The new film, however, has an entire cheezy, let’s be one happy family kind of feel. They’ve given Wonka a HISTORY. BIG mistake. According to the new script writers, Wonka had a dad, Wilbur Winka (played by the indomitable Christopher Lee, one of my favourite actors ever, but unfortunately, he looks nearer and nearer to the grave with each subsequent film. đŸ˜¦ Very sad.), who was a dentist and tortured him by not letting him eat candy. Is it just me, or did this seem somewhat stupid and overly melodramatic as there are LOADS of 100% NORMAL parents who NEVER let their kids eat candy. Talk about alienating a segment of your audience. Anyway, anyway, anyway…two of the funniest sight gags in the movie relate to this plotline (the hall of flags and the removable house), so I can’t complain that much. The entire epilogue to the movie relates to Wonka feeling like he has no father and then rejoining with his own dad, but then defying all logic and moving the Buckets into his factory and calling THEM his family. So what happened to the reunion with Wilbur? A teary hug and then you start calling Charlie Bucket dad? The ending to the book and the original film were MUCH better.

The new film, though, with it’s neatly packaged ending leaves no room for a sequel – at least not a sequel that would appear continuous (as the sequel book, “Charlie and the Great Glass Elevator” did). Even the 1971 film was left open for a possible sequel. The Great Glass elevator flying up in to the sky and Wonka delivering that classic line, “You know what happened to the little boy who got everything he wanted, don’t you? He lived happily ever after,” really makes you smile.

On a side note, kudos to the production team and Tim Burton for getting the Great Glass Elevator SPOT ON. Despite what many people will conclude is a rip on “The Hitchhiker’s Guide to the Galaxy’s” similar scene, the Great Glass Elevator is exactly as described in the book.

Then we come to my major problem with this new version. Johnny Depp.

Call me crazy, but I prefer my Willy Wonka as a detached, insane, slightly frail and short old man as he was in the book (he was barely taller than the Oompa Loompas). I also like Wilder’s performance much better, as he really ‘got’ what Roald Dahl was writing about and didn’t need a subplot about a psychotic dentist father to add depth to his character. Wonka is ONE DIMENSIONAL…that’s the point. We don’t care about his personal history or background. And Depp’s performance REALLY hung on that part of the plot for credibility so it really didn’t fly with me.

Wilder’s Wonka, and the Wonka of the book, was MEAN. He was nice to a point, but when he screams at Charlie at the end, he scares you shitless. You can feel Charlie’s heart break when his idol morphs into a venom spewing viper.
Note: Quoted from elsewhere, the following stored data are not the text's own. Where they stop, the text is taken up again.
//! Translation between caller-side JSON and backend types.

use serde_json::{json, Value};
use tracing::debug;

use crate::backend::{GenerationOptions, Message, Role};
use crate::chat::rendezvous::ToolResult;

/// Marker prefixed to tool output when the tool reported a failure.
pub const TOOL_ERROR_MARKER: &str = "[tool-error]";

/// Text sent to the model when a tool produced nothing.
pub const EMPTY_TOOL_OUTPUT: &str = "Tool returned no output.";

/// Map a caller role name onto a backend role. Unknown roles become `user`.
#[must_use]
pub fn role_from_name(name: &str) -> Role {
    match name {
        "system" => Role::System,
        "assistant" | "model" => Role::Assistant,
        "tool" => Role::Tool,
        _ => Role::User,
    }
}

/// Render one content segment as text.
///
/// Text blocks yield their text; function calls and responses keep a JSON
/// wrapper so the model still sees their structure.
#[must_use]
pub fn render_segment(segment: &Value) -> String {
    match segment {
        Value::Null => String::new(),
        Value::String(text) => text.clone(),
        Value::Object(block) => match block.get("type").and_then(Value::as_str) {
            Some("text") => match block.get("text") {
                Some(Value::String(text)) => text.clone(),
                Some(Value::Null) | None => String::new(),
                Some(other) => other.to_string(),
            },
            Some("functionCall") => json!({
                "functionCall": block.get("functionCall").cloned().unwrap_or_else(|| json!({}))
            })
            .to_string(),
            Some("functionResponse") => json!({
                "functionResponse": block.get("functionResponse").cloned().unwrap_or_else(|| json!({}))
            })
            .to_string(),
            _ => segment.to_string(),
        },
        other => other.to_string(),
    }
}

/// Translate caller messages (`{role, content: [blocks]}`) into backend
/// messages.
#[must_use]
pub fn to_backend_messages(messages: &[Value]) -> Vec<Message> {
    messages
        .iter()
        .filter_map(|message| {
            let Some(message) = message.as_object() else {
                debug!("skipping non-object chat message");
                return None;
            };
            let role = role_from_name(message.get("role").and_then(Value::as_str).unwrap_or("user"));
            let rendered: Vec<String> = match message.get("content") {
                Some(Value::Array(items)) => items.iter().map(render_segment).collect(),
                Some(Value::String(text)) => vec![text.clone()],
                _ => Vec::new(),
            };

            if role == Role::Tool {
                let text = rendered
                    .into_iter()
                    .filter(|part| !part.is_empty())
                    .collect::<Vec<_>>()
                    .join("\n");
                return Some(Message::tool_result(None, text.trim()));
            }
            Some(Message::new(role, rendered))
        })
        .collect()
}

/// Translate caller generation options.
///
/// Values are read from `options.generationConfig` when it is an object,
/// otherwise from `options` itself. Values of the wrong type are ignored.
#[must_use]
pub fn generation_options(options: Option<&Value>) -> GenerationOptions {
    let Some(options) = options.filter(|o| o.is_object()) else {
        return GenerationOptions::default();
    };
    let source = options
        .get("generationConfig")
        .filter(|g| g.is_object())
        .unwrap_or(options);

    let stop = source
        .get("stopSequences")
        .and_then(Value::as_array)
        .map(|seqs| {
            seqs.iter()
                .map(|seq| seq.as_str().map_or_else(|| seq.to_string(), str::to_owned))
                .collect()
        })
        .unwrap_or_default();

    let conversation_id = match source.get("conversationId") {
        Some(Value::String(id)) if !id.is_empty() => Some(id.clone()),
        Some(Value::Number(id)) => Some(id.to_string()),
        _ => None,
    };

    GenerationOptions {
        temperature: source.get("temperature").and_then(Value::as_f64),
        max_tokens: source.get("maxOutputTokens").and_then(Value::as_u64),
        top_p: source.get("topP").and_then(Value::as_f64),
        stop,
        conversation_id,
    }
}

/// Render tool result content blocks as one string.
///
/// Text blocks contribute their (non-empty) text; any other block is
/// serialised as JSON. Parts are joined with newlines and trimmed.
#[must_use]
pub fn format_tool_content(content: &[Value]) -> String {
    content
        .iter()
        .filter_map(|item| {
            if item.get("type").and_then(Value::as_str) == Some("text") {
                let text = render_segment(item);
                (!text.is_empty()).then_some(text)
            } else {
                Some(item.to_string())
            }
        })
        .collect::<Vec<_>>()
        .join("\n")
        .trim()
        .to_owned()
}

/// Text appended to the conversation for a resolved tool call.
#[must_use]
pub fn render_tool_result(result: &ToolResult) -> String {
    let text = format_tool_content(&result.content);
    let text = match (result.is_error, text.is_empty()) {
        (true, false) => format!("{TOOL_ERROR_MARKER} {text}"),
        (true, true) => TOOL_ERROR_MARKER.to_owned(),
        (false, _) => text,
    };
    if text.is_empty() {
        EMPTY_TOOL_OUTPUT.to_owned()
    } else {
        text
    }
}
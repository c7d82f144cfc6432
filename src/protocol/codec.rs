//! NDJSON codec for the sidecar's stdio channel.
//!
//! Wraps [`tokio_util::codec::LinesCodec`] with a maximum line length so a
//! caller that never sends a newline cannot make the sidecar buffer without
//! bound.
//!
//! # Usage
//!
//! Use [`FrameCodec`] with [`tokio_util::codec::FramedRead`] on stdin and
//! [`tokio_util::codec::FramedWrite`] on stdout.

use std::io;

use bytes::BytesMut;
use tokio_util::codec::{Decoder, Encoder, LinesCodec, LinesCodecError};

use crate::{AppError, Result};

/// Maximum inbound line length: 16 MiB.
///
/// Tool results may carry whole file contents, so the limit is generous.
/// Longer lines are discarded and yielded as [`InboundLine::Rejected`].
pub const MAX_LINE_BYTES: usize = 16 * 1_048_576;

/// One decoded inbound line.
#[derive(Debug, Clone, PartialEq, Eq)]
pub enum InboundLine {
    /// A complete line with its terminator stripped.
    Text(String),
    /// A line dropped before parsing; carries the error message to report.
    Rejected(String),
}

impl InboundLine {
    /// The line text, if it was accepted.
    #[must_use]
    pub fn as_text(&self) -> Option<&str> {
        match self {
            Self::Text(line) => Some(line),
            Self::Rejected(_) => None,
        }
    }
}

/// Line codec for protocol frames.
///
/// # Decoder
///
/// Line-level problems never surface as decoder errors: a line longer than
/// the limit, or one that is not valid UTF-8, is consumed and yielded as
/// [`InboundLine::Rejected`] so the reader keeps going with whatever is
/// already buffered. Only read failures on the underlying input are errors
/// ([`AppError::Io`]).
///
/// # Encoder
///
/// Outbound strings are encoded as `item\n`.
#[derive(Debug)]
pub struct FrameCodec(LinesCodec);

impl FrameCodec {
    /// Create a codec with the default [`MAX_LINE_BYTES`] limit.
    #[must_use]
    pub fn new() -> Self {
        Self::with_max_length(MAX_LINE_BYTES)
    }

    /// Create a codec with a custom inbound line limit.
    #[must_use]
    pub fn with_max_length(max_length: usize) -> Self {
        Self(LinesCodec::new_with_max_length(max_length))
    }

    fn classify(
        &self,
        decoded: std::result::Result<Option<String>, LinesCodecError>,
    ) -> Result<Option<InboundLine>> {
        match decoded {
            Ok(line) => Ok(line.map(InboundLine::Text)),
            Err(LinesCodecError::MaxLineLengthExceeded) => Ok(Some(InboundLine::Rejected(
                format!("line too long: exceeded {} bytes", self.0.max_length()),
            ))),
            // LinesCodec has already consumed the offending line.
            Err(LinesCodecError::Io(err)) if err.kind() == io::ErrorKind::InvalidData => Ok(Some(
                InboundLine::Rejected("Invalid JSON: input is not valid UTF-8".into()),
            )),
            Err(LinesCodecError::Io(err)) => Err(AppError::Io(err.to_string())),
        }
    }
}

impl Default for FrameCodec {
    fn default() -> Self {
        Self::new()
    }
}

impl Decoder for FrameCodec {
    type Item = InboundLine;
    type Error = AppError;

    fn decode(&mut self, src: &mut BytesMut) -> Result<Option<Self::Item>> {
        let decoded = self.0.decode(src);
        self.classify(decoded)
    }

    fn decode_eof(&mut self, src: &mut BytesMut) -> Result<Option<Self::Item>> {
        let decoded = self.0.decode_eof(src);
        self.classify(decoded)
    }
}

impl Encoder<String> for FrameCodec {
    type Error = AppError;

    fn encode(&mut self, item: String, dst: &mut BytesMut) -> Result<()> {
        // The max length only applies when decoding.
        self.0
            .encode(item, dst)
            .map_err(|e| AppError::Io(e.to_string()))
    }
}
You need that quality to make the character work…or he serves little purpose beyond being a tour guide offing children whenever it suits him.

Unfortunately, that’s what happens in Burton’s new film – Depp’s Wonka is so akin to Michael Jackson that it’s more unsettling and creepy than charming and moralistic (as the book and 1971 versions are). His Chicklet teeth, pale white face, the-artist-formerly-known-as-a-symbol-now-known-as-Prince-esque high heels and overly foleyed leather gloves were also very disturbing, leaving me squirming uncomfortably in my seat a couple times.

Because of all the accoutrements that Depp and Burton added to Wonka, it makes him less interesting, less whimsical and less convincing as a character. Despite a couple funny scenes, one involving an analyst’s couch and another involving a bi-annual haircut, Depp’s Wonka is the films weakest link; really shooting the film in the proverbial foot.

The entire freakiness of the book which was somewhat lost in the first film, is really captured in Burton’s version. Unfortunately, as I said before, a lot of the heart of the original is missing as a result. Depp’s characterization aside, I recommend the film highly, but suggest you watch the 1971 version first.

Here’s a little taste…


~ by seangstm on July 18, 2005.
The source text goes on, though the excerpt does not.